A questão muda de forma quando aliamos filosofia e cosmologia, ou mesmo “astronomia”, por assim dizer, pelo fato de tantas teorias apriorísticas que tentam desvelar as “causas finais” .
Oras, vemos aqui ciência fazendo um papel metafísico, daquilo que ela própria não tem a capacidade tecnológica para “decifrar”, teorizando portanto em suposições a priori acerca do infinito, talvez um “sendo comum” dentre os cientistas, no que se refere este tópico.
O que quero dizer, portanto, é que certos assuntos não são passiveis de serem extinguidos através da “lógica” do homem, eles serão para sempre pertinentes enquanto houver seres pensantes.
Nietzsche explica a morte de Deus não de forma “ipsis litteris” , mas como um movimento engendrado pelo próprio homem à luz da razão, esta que ele também critica. Um movimento no qual um ser humano, ao invés de rezar para seu deus ou para seu santo para passar uma dor de cabeça, irá desta vez ao médico (mínimo exemplo), e que o hedonismo é o movimento atual que substitui Deus, mas em contrapartida, ao mesmo tempo em que o homem quer algo, ele não quer, ou seja, o ser humano no fundo tem medo do “incognoscível”, e isto, inexoravelmente, é algo “dedutível” e não ‘induzível”.Para quem pratica filosofia, e não é apenas um “admirador” de certas filosofias, ainda o “assombro” mediante sua própria natureza e da natureza externa, até o cosmos, faz parte integrante do bojo filosófico “in natura”, e não de seus apêndices como antropologia, sociologia ou mesmo psicologia, e por fim, a própria ciência.
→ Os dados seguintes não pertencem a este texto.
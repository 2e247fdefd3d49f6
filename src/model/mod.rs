use error_stack::Report;
use thiserror::Error;

use crate::database::{self, ErrorExt2};
use crate::validation::ValidationError;

pub mod author;
pub mod post;

pub use self::author::{Author, AuthorChanges, NewAuthor};
pub use self::post::{Category, NewPost, Post, PostChanges};

/// Errors from creating, changing or looking up records.
#[derive(Debug, Error)]
pub enum Error {
    /// One of the assigned values did not pass its validator.
    #[error(transparent)]
    Invalid(ValidationError),
    /// The record store failed to carry out the operation.
    #[error("could not access the record store")]
    Store,
}

impl Error {
    #[must_use]
    pub const fn invalid(error: ValidationError) -> Self {
        Self::Invalid(error)
    }
}

pub type Result<T> = error_stack::Result<T, Error>;

pub trait ErrorExt {
    /// Gets the validation failure behind this report, if there's any.
    fn validation_error(&self) -> Option<&ValidationError>;
}

impl ErrorExt for Report<Error> {
    fn validation_error(&self) -> Option<&ValidationError> {
        match self.current_context() {
            Error::Invalid(error) => Some(error),
            Error::Store => None,
        }
    }
}

/// Turns a store failure into a model error. A unique violation is
/// reported as `conflict` since it can only come from one column.
fn from_store(report: Report<database::Error>, conflict: Option<ValidationError>) -> Report<Error> {
    match conflict {
        Some(error) if report.is_unique_violation() => report.change_context(Error::invalid(error)),
        _ => report.change_context(Error::Store),
    }
}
Talvez sobre para os céticos filosóficos apenas o materialismo, algo que implica apenas nossas preocupações em sociedade, e em ultima instância o anarquismo filosófico, mas aí entraríamos em outra contradição, pois apenas na visão de David Hume o amanhã não é “assegurado”, mas esta proposição já dura muito tempo frente a bilhões de anos de um universo “sempre” ordenado. A “razão” nada pode esclarecer por definitivo. Embora em filosofia ainda prevaleça apenas os argumentos mais “plausíveis” , está fadada à metafísica e à epistemologia questões mais acaloradas, e filosofia propriamente dita não é nada sem estas áreas. Hoje, a razão tem suas próprias idiossincrasias, a saber, seu uso em prol do hedonismo desenfreado e da condição humana.